A lot of what happens in Tag makes little sense until the film’s final act. Mitsuko starts off running down a forest highway, but before long she finds herself as a completely different schoolgirl in a completely different school. Before long she’s a third woman about to get married, and so it goes on. The segues from one reality to another are deliberately swift and seamless, giving the film an extraordinary effect of watching somebody else’s dream. There’s logic to what’s going on, but only a dream-like logic. It is shot beautifully with a fluid camera and a lot of variations in how scenes are presented. The musical score is highly prominent, but doesn’t get in the way of the dialogue.

The further the film goes the more urgent the need for an explanation becomes. It does arrive in the finale, which actually explains more than I had expected. It’s difficult not to notice that there isn’t a single man to be seen for the film’s first hour – that absence actually has a reason. The film is also peppered with gratuitous shots of the characters’ underwear, including more than one scene of a character stripping down to bra and underpants – that too actually has a narrative reason for being there.

It creates an odd effect: a film that spends the majority of its time being a leery sexist horror film catered mostly for a male gaze, that then becomes a defiant rejection of that same gaze in the climax. It all makes Tag an odd film, one that objectifies women and then suddenly points an accusatory finger at the objectifiers. To be honest the film’s climax doesn’t quite work and certainly feels terribly under-developed compared to the rest of it, but taken all together the film has a great deal to recommend.

Reina Triendl does a very good job as Mitsuko, playing an admirably broad range of responses to what is essentially non-stop psychological trauma. Also memorable is Yuki Sakurai as Aki, Mitsuko’s best friend who constantly re-appears in every new dream-like scenario into which she stumbles.

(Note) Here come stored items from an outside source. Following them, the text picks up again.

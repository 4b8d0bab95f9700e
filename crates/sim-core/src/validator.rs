use sim_types::{SimError, ValidatorId};

/// Liveness state of one validator.
#[derive(Debug, Clone, Copy, PartialEq, Eq)]
pub enum Liveness {
    Online,
    Failing,
}

/// A single consensus participant. Owned directly by `Simulation` in a
/// vector indexed by identity; never removed or reordered, only flagged
/// out of the included set.
#[derive(Debug, Clone)]
pub struct Validator {
    pub id: ValidatorId,
    pub liveness: Liveness,
    pub included: bool,
    /// Probability this validator's operator attends a given meeting.
    pub operator_reliability: f64,
    pub operator_present: bool,
    offline_start: Option<i64>,
    pub offline_intervals: Vec<(i64, i64)>,
    pub blocks_proposed: u64,
    pub proposed_in_adjust_window: bool,
}

impl Validator {
    pub fn new(id: ValidatorId, operator_reliability: f64) -> Self {
        Self {
            id,
            liveness: Liveness::Online,
            included: true,
            operator_reliability,
            operator_present: true,
            offline_start: None,
            offline_intervals: Vec::new(),
            blocks_proposed: 0,
            proposed_in_adjust_window: false,
        }
    }

    pub fn is_online(&self) -> bool {
        matches!(self.liveness, Liveness::Online)
    }

    pub fn is_failing(&self) -> bool {
        matches!(self.liveness, Liveness::Failing)
    }

    /// Requires the validator is currently online. Opens an offline
    /// interval at `now`.
    pub fn fail(&mut self, now: i64) -> Result<(), SimError> {
        if !self.is_online() {
            return Err(SimError::invariant(
                now,
                format!("validator {} failed while not online", self.id),
            ));
        }
        self.liveness = Liveness::Failing;
        self.offline_start = Some(now);
        Ok(())
    }

    /// Requires the validator is currently failing. Closes the open
    /// interval `(offline_start, now)`.
    pub fn recover(&mut self, now: i64) -> Result<(), SimError> {
        let start = self.offline_start.take().ok_or_else(|| {
            SimError::invariant(now, format!("validator {} recovered while not failing", self.id))
        })?;
        if !self.is_failing() {
            return Err(SimError::invariant(
                now,
                format!("validator {} recovered while not failing", self.id),
            ));
        }
        self.liveness = Liveness::Online;
        self.offline_intervals.push((start, now));
        Ok(())
    }
}

#[cfg(test)]
mod tests {
    use super::*;

    fn v() -> Validator {
        Validator::new(ValidatorId(0), 0.9)
    }

    #[test]
    fn starts_online_and_included() {
        let validator = v();
        assert!(validator.is_online());
        assert!(validator.included);
    }

    #[test]
    fn fail_then_recover_closes_one_interval() {
        let mut validator = v();
        validator.fail(100).unwrap();
        assert!(validator.is_failing());
        validator.recover(250).unwrap();
        assert!(validator.is_online());
        assert_eq!(validator.offline_intervals, vec![(100, 250)]);
    }

    #[test]
    fn fail_while_failing_is_rejected() {
        let mut validator = v();
        validator.fail(10).unwrap();
        assert!(validator.fail(20).is_err());
    }

    #[test]
    fn recover_while_online_is_rejected() {
        let mut validator = v();
        assert!(validator.recover(10).is_err());
    }

    #[test]
    fn intervals_accumulate_and_are_disjoint_increasing() {
        let mut validator = v();
        validator.fail(0).unwrap();
        validator.recover(10).unwrap();
        validator.fail(50).unwrap();
        validator.recover(60).unwrap();
        let intervals = &validator.offline_intervals;
        for w in intervals.windows(2) {
            assert!(w[0].1 <= w[1].0);
        }
    }
}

Tag is a short, shocking explosion of violence and tense drama. It’s regularly confusing, deliberately over-the-top, sometimes inappropriate but consistently entertaining. While it’s far from faultless, no one could honestly claim it wasn’t interesting. If nothing else, I cannot think of a film before or since that has captured the sense of a bad dream in such an effective and bewildering manner.